He closed and was able to relock the laundry door. Once outside, he wedged the broken window back into place as best he could. Then he returned the chair to its place in the overgrown garden. Judging by the length of the grass, nobody came out here very much. Probably they wouldn’t notice that the chair had been moved. Not until they discovered what was missing and began to look around.
The sun was warm and the overgrown garden, with its sounds of bird calls and a soft wind in the trees, seemed dreamlike in its peaceful, bright greenness. Shillingworth Trust was using this house as a bolt hole. It was a good place to be if you didn’t want anyone looking over your shoulder. Or if there was someone in the white-tiled room you wanted to attend to. Given the amount of money in that briefcase, someone would be back here for it soon enough. The best outcome would be if the police were waiting for them when they got here.
There was one last place for him to go: the surgery at Turramurra. He would do that tomorrow morning. Then he would call the police, regardless of Orion’s protocol. Would twenty-four hours make much difference? He could only hope it wouldn’t.

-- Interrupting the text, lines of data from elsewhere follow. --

#[cfg(test)]
mod tests {
    use super::*;
    use crate::simulation::sensors::{LidarReading, LightDetection};
    use crate::simulation::waypoint::WaypointGraph;

    fn graph() -> WaypointGraph {
        WaypointGraph::generate_grid(100.0, 3, 3, 50.0).unwrap()
    }

    fn view<'a>(
        graph: &'a WaypointGraph,
        position: Vec2,
        lidar: &'a [LidarReading],
        lights: &'a [LightDetection],
        inbox: &'a [String],
    ) -> SensorView<'a> {
        SensorView {
            position,
            heading: 0.0,
            speed: 0.0,
            dt: 1.0 / 60.0,
            lidar,
            lights,
            inbox,
            graph,
        }
    }

    fn resource_ping(id: ResourceId) -> LidarReading {
        LidarReading {
            angle: 0.0,
            distance: 12.0,
            hit: Some(LidarHit::Resource(id)),
        }
    }

    #[test]
    fn test_path_round_trip() {
        let encoded = encode_path(42, &[4, 5, 8]);
        assert_eq!(encoded, "retrieve-path:42:4,5,8");
        assert_eq!(decode_path(&encoded), Some((42, vec![4, 5, 8])));
        assert_eq!(decode_path("retrieve-path:7:"), Some((7, vec![])));
        assert_eq!(decode_path("weather:sunny"), None);
        assert_eq!(decode_path("retrieve-path:x:1,2"), None);
    }

    #[test]
    fn test_search_attaches_and_switches_to_retrieve_same_tick() {
        let graph = graph();
        let mut controller = RecruitController::new();
        let lidar = [resource_ping(3)];
        let mut actuators = Actuators::default();

        controller
            .update(&view(&graph, Vec2::new(500.0, 500.0), &lidar, &[], &[]), &mut actuators)
            .unwrap();

        assert_eq!(controller.state, RobotState::Retrieve);
        assert_eq!(controller.target, None);
        assert_eq!(actuators.take_attach_request(), Some(3));
    }

    #[test]
    fn test_search_joins_on_light() {
        let graph = graph();
        let mut controller = RecruitController::new();
        let lights = [LightDetection { distance: 80.0, bearing: 0.5 }];
        let mut actuators = Actuators::default();

        // Far from the initial home target so the arrival branch stays cold.
        controller
            .update(&view(&graph, Vec2::new(500.0, 500.0), &[], &lights, &[]), &mut actuators)
            .unwrap();

        assert_eq!(controller.state, RobotState::Join);
    }

    #[test]
    fn test_retrieve_pops_home_and_returns_to_search_when_stack_empties() {
        let graph = graph();
        let mut controller = RecruitController::new();
        controller.state = RobotState::Retrieve;
        controller.visited = vec![4];
        controller.target = None;
        let home = graph.get(4).unwrap().position;
        let mut actuators = Actuators::default();

        controller
            .update(&view(&graph, home, &[], &[], &[]), &mut actuators)
            .unwrap();

        assert_eq!(controller.state, RobotState::Search);
        assert_eq!(controller.target, None);
        assert!(controller.visited.is_empty());
    }

    #[test]
    fn test_shorter_path_adopted_regardless_of_qualifier() {
        let graph = graph();
        let mut controller = RecruitController::new();
        controller.state = RobotState::Retrieve;
        controller.visited = vec![4, 5, 2];
        controller.target = Some(8);
        controller.qualifier = 50;
        let inbox = [encode_path(99, &[4, 1])];
        let mut actuators = Actuators::default();

        controller
            .update(&view(&graph, Vec2::new(500.0, 500.0), &[], &[], &inbox), &mut actuators)
            .unwrap();

        // Adoption replaced the stack and forced a re-pop.
        assert_eq!(controller.visited, vec![4]);
        assert_eq!(controller.target, Some(1));
        assert_ne!(controller.qualifier, 50);
    }

    #[test]
    fn test_equal_length_tie_breaks_on_lower_qualifier() {
        let graph = graph();
        let inbox_low = [encode_path(10, &[4, 3, 6])];
        let inbox_high = [encode_path(50, &[4, 3, 6])];

        // Holder of qualifier 50 adopts the path carried by 10.
        let mut holder_50 = RecruitController::new();
        holder_50.state = RobotState::Retrieve;
        holder_50.visited = vec![4, 5, 2];
        holder_50.target = Some(8);
        holder_50.qualifier = 50;
        let mut actuators = Actuators::default();
        holder_50
            .update(&view(&graph, Vec2::new(500.0, 500.0), &[], &[], &inbox_low), &mut actuators)
            .unwrap();
        assert_eq!(holder_50.visited, vec![4, 3]);
        assert_eq!(holder_50.target, Some(6));

        // Holder of qualifier 10 ignores the path carried by 50.
        let mut holder_10 = RecruitController::new();
        holder_10.state = RobotState::Retrieve;
        holder_10.visited = vec![4, 5, 2];
        holder_10.target = Some(8);
        holder_10.qualifier = 10;
        let mut actuators = Actuators::default();
        holder_10
            .update(&view(&graph, Vec2::new(500.0, 500.0), &[], &[], &inbox_high), &mut actuators)
            .unwrap();
        assert_eq!(holder_10.visited, vec![4, 5, 2]);
        assert_eq!(holder_10.target, Some(8));
        assert_eq!(holder_10.qualifier, 10);
    }

    #[test]
    fn test_longer_and_empty_paths_ignored() {
        let graph = graph();
        let mut controller = RecruitController::new();
        controller.state = RobotState::Retrieve;
        controller.visited = vec![4, 5];
        controller.target = Some(2);
        controller.qualifier = 50;
        let inbox = [encode_path(1, &[4, 3, 6, 7]), encode_path(1, &[])];
        let mut actuators = Actuators::default();

        controller
            .update(&view(&graph, Vec2::new(500.0, 500.0), &[], &[], &inbox), &mut actuators)
            .unwrap();

        assert_eq!(controller.visited, vec![4, 5]);
        assert_eq!(controller.target, Some(2));
    }

    #[test]
    fn test_retrieve_beacon_follows_stall_threshold() {
        let graph = graph();
        let mut controller = RecruitController::new();
        controller.state = RobotState::Retrieve;
        controller.visited = vec![4];
        controller.target = Some(5);
        controller.max_speed = 100.0;
        let mut actuators = Actuators::default();

        // Crawling at a tenth of max speed: recruit.
        let mut slow = view(&graph, Vec2::new(500.0, 500.0), &[], &[], &[]);
        slow.speed = 10.0;
        controller.update(&slow, &mut actuators).unwrap();
        assert!(actuators.beacon());

        // Back up to speed: beacon off.
        let mut fast = view(&graph, Vec2::new(500.0, 500.0), &[], &[], &[]);
        fast.speed = 90.0;
        controller.update(&fast, &mut actuators).unwrap();
        assert!(!actuators.beacon());
    }

    #[test]
    fn test_join_resolves_light_bearing_to_neighbor() {
        let graph = graph();
        let mut controller = RecruitController::new();
        controller.state = RobotState::Join;
        controller.visited = vec![4];
        // Two lights; the closer one sits dead ahead with heading 0, so the
        // rendezvous target is the right-hand neighbor of node 4.
        let lights = [
            LightDetection { distance: 200.0, bearing: 3.0 },
            LightDetection { distance: 60.0, bearing: 0.0 },
        ];
        let mut actuators = Actuators::default();

        controller
            .update(&view(&graph, Vec2::new(500.0, 500.0), &[], &lights, &[]), &mut actuators)
            .unwrap();

        assert_eq!(controller.state, RobotState::Join);
        assert_eq!(controller.target, Some(5));
    }

    #[test]
    fn test_join_without_lights_returns_to_search() {
        let graph = graph();
        let mut controller = RecruitController::new();
        controller.state = RobotState::Join;
        controller.visited = vec![4];
        let mut actuators = Actuators::default();

        controller
            .update(&view(&graph, Vec2::new(500.0, 500.0), &[], &[], &[]), &mut actuators)
            .unwrap();

        assert_eq!(controller.state, RobotState::Search);
    }

    #[test]
    fn test_wait_zeroes_motors() {
        let graph = graph();
        let mut controller = RecruitController::new();
        controller.state = RobotState::Wait;
        let mut actuators = Actuators::default();
        actuators.set_motor_values(1.0, 1.0);

        controller
            .update(&view(&graph, Vec2::ZERO, &[], &[], &[]), &mut actuators)
            .unwrap();

        assert_eq!(actuators.motors(), (0.0, 0.0));
    }
}
pub mod types;
pub mod auth;
pub mod error;

pub use types::*;
pub use auth::BinanceAuth;
pub use error::BinanceError;
use rust_decimal::Decimal;

#[derive(Debug, Clone, Copy, PartialEq, Eq)]
pub enum PositionState {
    /// Holding currency, looking for an entry
    Out,
    /// Holding coin, looking for an exit
    In,
    /// A limit order is resting on the book
    Wait,
}

impl PositionState {
    pub fn as_str(&self) -> &'static str {
        match self {
            PositionState::Out => "OUT",
            PositionState::In => "IN",
            PositionState::Wait => "WAIT",
        }
    }
}

#[derive(Debug, Clone, Copy, PartialEq, Eq)]
pub enum TradeSignal {
    Buy,
    Sell,
}

/// Tracks the running floor/ceiling since the last position change and
/// decides when price has moved far enough off them to trade.
#[derive(Debug, Clone)]
pub struct TrendTracker {
    state: PositionState,
    floor: Decimal,
    ceiling: Decimal,
    up_fraction: Decimal,
    down_fraction: Decimal,
}

impl TrendTracker {
    /// Starts in `Out` with floor = ceiling = `price`.
    pub fn new(price: Decimal, up_fraction: Decimal, down_fraction: Decimal) -> Self {
        Self {
            state: PositionState::Out,
            floor: price,
            ceiling: price,
            up_fraction,
            down_fraction,
        }
    }

    pub fn state(&self) -> PositionState {
        self.state
    }

    pub fn set_state(&mut self, state: PositionState) {
        self.state = state;
    }

    pub fn floor(&self) -> Decimal {
        self.floor
    }

    pub fn ceiling(&self) -> Decimal {
        self.ceiling
    }

    pub fn up_fraction(&self) -> Decimal {
        self.up_fraction
    }

    pub fn down_fraction(&self) -> Decimal {
        self.down_fraction
    }

    pub fn buy_target(&self) -> Decimal {
        self.floor * (Decimal::ONE + self.up_fraction)
    }

    pub fn sell_target(&self) -> Decimal {
        self.ceiling * (Decimal::ONE - self.down_fraction)
    }

    /// Folds `price` into floor/ceiling and reports a trigger, if any.
    ///
    /// The trigger compares against targets computed after the update, so a
    /// new low can never fire a buy on the same tick.
    pub fn observe(&mut self, price: Decimal) -> Option<TradeSignal> {
        if price < self.floor {
            self.floor = price;
        } else if price > self.ceiling {
            self.ceiling = price;
        }

        match self.state {
            PositionState::Out if price >= self.buy_target() => Some(TradeSignal::Buy),
            PositionState::In if price <= self.sell_target() => Some(TradeSignal::Sell),
            _ => None,
        }
    }

    pub fn reset(&mut self, price: Decimal) {
        self.floor = price;
        self.ceiling = price;
    }
}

Now he had to get back home himself. He had his book launch to go to.
He was driving down Mona Vale Road when his mobile rang.
‘Harrigan? It’s Eddie.’
Good, Harrigan thought. Contacting Eddie Grippo had been next on his list of things to do.
‘What’s the word?’
‘That place you were asking about the other day, Fairview Mansions. It’s being sold. Went on the market yesterday.’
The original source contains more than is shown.